I’m going to read more deeply, but the allegations in the Evidence Eliminator link posted below leave me thinking extreme paranoia on the part of Evidence Eliminator:
In considering the exceptionally defamatory content, (the article delivers a propaganda payload of 16 lies) and the conduct of WIRED.COM we have to ask readers to consider the question of whether or not WIRED.COM, LYCOS and/or their trademark holders Carnegie Mellon University (who allegedly have CIA connections) were involved in sending the emails as part of a deliberate covert action to defame and discredit Robin Hood Software Ltd. and Evidence Eliminator™.
Firstly let me state that I know CMU SCS (School of Computer Science) as well as anyone. I was a CMU undergraduate and graduate student, a founding employee of Compuguard, CMU’s first hight tech spin off company, worked for years in the Robotics Institute and then in the Music Lab for several more years. Just to establish my credentials, here is my web page at my old home.
Lycos, like most of the new high tech companies in Pittsburgh is a spinoff from CMU. It was one of the very first web indexers, if not the first. It was done by students.
Lycos went commercial and moved off the campus. Since the work was done with university resources, the university took some stock. CMU is quite a good place for entrepreneurs. Perhaps because for many years the President was a business school type (yes, CMU also has a top business school), the university policies both encourage entrepreneurs and make loads of dosh for the Alma Mater.
We (and I still strongly identify myself with CMU SCS) were always very good at getting DARPA (Defense Advanced Research Projects Agency) funding because we were successfully churning out some of the most advanced work in the world, year after year. CMU (and myself) were on the internet before it was the Internet. I would go so far as to say CMU SCS (along with MIT and Stanford) created the whole ethos of the internet, an ethos which has survived a growth from 20 machines in 1973 to hundreds of millions today.
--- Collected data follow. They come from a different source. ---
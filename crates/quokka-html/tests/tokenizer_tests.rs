//! Token-level tests for the anchored-scan tokenizer.

use quokka_html::{Token, Tokenizer};

fn tokenize(input: &str, xml: bool) -> Vec<Token> {
    let mut tokenizer = Tokenizer::new(input, xml);
    let mut tokens = Vec::new();
    while let Some(token) = tokenizer.next_token() {
        tokens.push(token);
    }
    tokens
}

fn start_tag(name: &str, attrs: &[(&str, &str)], self_closing: bool) -> Token {
    Token::StartTag {
        name: name.to_string(),
        attrs: attrs
            .iter()
            .map(|(n, v)| ((*n).to_string(), (*v).to_string()))
            .collect(),
        self_closing,
    }
}

#[test]
fn text_and_tags() {
    assert_eq!(
        tokenize("Hello <b>World</b>!", false),
        vec![
            Token::Text("Hello ".to_string()),
            start_tag("b", &[], false),
            Token::Text("World".to_string()),
            Token::EndTag("b".to_string()),
            Token::Text("!".to_string()),
        ]
    );
}

#[test]
fn attribute_forms() {
    assert_eq!(
        tokenize(r#"<a href="/a b" title='x' checked empty= bare=c>"#, false),
        vec![start_tag(
            "a",
            &[
                ("href", "/a b"),
                ("title", "x"),
                ("checked", ""),
                ("empty", ""),
                ("bare", "c"),
            ],
            false
        )]
    );
}

#[test]
fn attribute_values_are_decoded() {
    assert_eq!(
        tokenize(r#"<a title="a &amp; b &lt;c&gt;">"#, false),
        vec![start_tag("a", &[("title", "a & b <c>")], false)]
    );
}

#[test]
fn duplicate_attributes_keep_first_position_last_value() {
    assert_eq!(
        tokenize(r#"<a b="1" c="2" b="3">"#, false),
        vec![start_tag("a", &[("b", "3"), ("c", "2")], false)]
    );
}

#[test]
fn names_are_lowercased_only_in_html_mode() {
    assert_eq!(
        tokenize(r#"<DIV CLASS="x">"#, false),
        vec![start_tag("div", &[("class", "x")], false)]
    );
    assert_eq!(
        tokenize(r#"<Link HREF="x"/>"#, true),
        vec![start_tag("Link", &[("HREF", "x")], true)]
    );
}

#[test]
fn self_closing_slash_positions() {
    assert_eq!(
        tokenize("<br/>", false),
        vec![start_tag("br", &[], true)]
    );
    assert_eq!(
        tokenize("<br />", false),
        vec![start_tag("br", &[], true)]
    );
    assert_eq!(
        tokenize(r#"<img / src="x">"#, false),
        vec![start_tag("img", &[("src", "x")], true)]
    );
}

#[test]
fn runaway_less_than_is_literal_text() {
    assert_eq!(
        tokenize("1 < 2", false),
        vec![
            Token::Text("1 ".to_string()),
            Token::Text("<".to_string()),
            Token::Text(" 2".to_string()),
        ]
    );
}

#[test]
fn tag_names_must_be_xml_names() {
    // `<2` cannot start a tag, so comparison prose stays text.
    assert_eq!(
        tokenize("1 < 2 > 3", false),
        vec![
            Token::Text("1 ".to_string()),
            Token::Text("<".to_string()),
            Token::Text(" 2 > 3".to_string()),
        ]
    );
    // Digits are fine after the first character.
    assert_eq!(
        tokenize("<h1>x</h1>", false),
        vec![
            start_tag("h1", &[], false),
            Token::Text("x".to_string()),
            Token::EndTag("h1".to_string()),
        ]
    );
    // An attribute name that is not an XML name fails the whole tag scan.
    let tokens = tokenize(r#"<a 1="x">"#, false);
    assert_eq!(tokens[0], Token::Text("<".to_string()));
}

#[test]
fn incomplete_tag_fails_and_degrades_to_text() {
    // Unterminated quote: the whole tag scan fails.
    let tokens = tokenize(r#"<a href="x"#, false);
    assert_eq!(tokens[0], Token::Text("<".to_string()));
    // No closing angle bracket at all.
    let tokens = tokenize("<div class", false);
    assert_eq!(tokens[0], Token::Text("<".to_string()));
}

#[test]
fn doctype_forms() {
    assert_eq!(
        tokenize("<!DOCTYPE html>", false),
        vec![Token::Doctype("html".to_string())]
    );
    assert_eq!(
        tokenize("<!doctype HTML>", false),
        vec![Token::Doctype("HTML".to_string())]
    );
    // Quoted identifiers and internal subsets may contain `>`.
    assert_eq!(
        tokenize(
            r#"<!DOCTYPE svg PUBLIC "-//W3C//DTD SVG 1.1//EN" "http://www.w3.org/Graphics/SVG/1.1/DTD/svg11.dtd">"#,
            false
        ),
        vec![Token::Doctype(
            r#"svg PUBLIC "-//W3C//DTD SVG 1.1//EN" "http://www.w3.org/Graphics/SVG/1.1/DTD/svg11.dtd""#
                .to_string()
        )]
    );
    assert_eq!(
        tokenize("<!DOCTYPE doc [<!ELEMENT doc (#PCDATA)>]>", false),
        vec![Token::Doctype("doc [<!ELEMENT doc (#PCDATA)>]".to_string())]
    );
}

#[test]
fn comment_allows_whitespace_before_close() {
    assert_eq!(
        tokenize("<!-- a -- b --\t>", false),
        vec![Token::Comment(" a -- b ".to_string())]
    );
}

#[test]
fn cdata_and_processing_instructions() {
    assert_eq!(
        tokenize("<![CDATA[a < b]]><?php echo 1 ?>x", false),
        vec![
            Token::Cdata("a < b".to_string()),
            Token::ProcessingInstruction("php echo 1 ".to_string()),
            Token::Text("x".to_string()),
        ]
    );
}

#[test]
fn raw_text_capture() {
    let mut tokenizer = Tokenizer::new("if (a<b) { x() }</script><p>", false);
    assert_eq!(
        tokenizer.raw_text("script", false),
        Some("if (a<b) { x() }".to_string())
    );
    assert_eq!(tokenizer.next_token(), Some(start_tag("p", &[], false)));
}

#[test]
fn raw_text_end_tag_is_case_insensitive_and_may_have_junk() {
    let mut tokenizer = Tokenizer::new("x</SCRIPT  bogus>y", false);
    assert_eq!(tokenizer.raw_text("script", false), Some("x".to_string()));
    assert_eq!(tokenizer.next_token(), Some(Token::Text("y".to_string())));
}

#[test]
fn raw_text_decodes_when_asked() {
    let mut tokenizer = Tokenizer::new("a &amp; b</title>", false);
    assert_eq!(tokenizer.raw_text("title", true), Some("a & b".to_string()));
}

#[test]
fn raw_text_without_end_tag_leaves_cursor_alone() {
    let mut tokenizer = Tokenizer::new("no end tag here", false);
    assert_eq!(tokenizer.raw_text("script", false), None);
    assert_eq!(
        tokenizer.next_token(),
        Some(Token::Text("no end tag here".to_string()))
    );
}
CMU has been a central clearing house for computer security for ages; formally so with the founding of CERT (Computer Emergency Response Team) within the freestanding Software Engineering Institute in the 80’s, around the time of the Morris Internet Worm. CERT tracks software vulnerability reports and patterns of computer breakins. Any SysAdmin who isn’t aware of them doesn’t know his job.
Now as to the allegation. Does CMU SCS have “ties” to NSA? Probably, but only in the sense it has “ties” to any of it’s Industrial Affiliates, or anyone else from whom the researchers can extract money. CMU is a private university and a very businesslike place as far as money is concerned. As far as lifestyle and research, SCS runs almost like a libertarian anarchy but based on our “reasonable person” principle. The place would drive an experienced cat-herder mad.
Next, Lycos has been a freestanding company for some years. That means it has outgrown the university roots. Although I have not been in Pittsburgh in nearly 10 years, I would bet they are in the industrial park on the Monongahela River where the mile long Johns & Laughlin Steel Mill stood when I was a kid. CMU and the City of Pittsburgh and I think the University of Pittsburgh jointly developed it into a high tech industrial park. It’s a couple miles from the campus at any rate.
Now down to the meat of it. If CMU SCS grads ran tests against Evidence Eliminator and found it wanting, I know which party I would believe. In any case, I’ll be contacting the department to get “our” side of the story.
If you are really worried about keeping your machine clean, you had better just discard your Microsoft products altogether, and you had better be prepared to switch to Linux and (at this point in history) to learn a great deal about security and forensics.
If you’re too lazy or too busy to do it yourself, I’m available on the subject for £70/hr and up.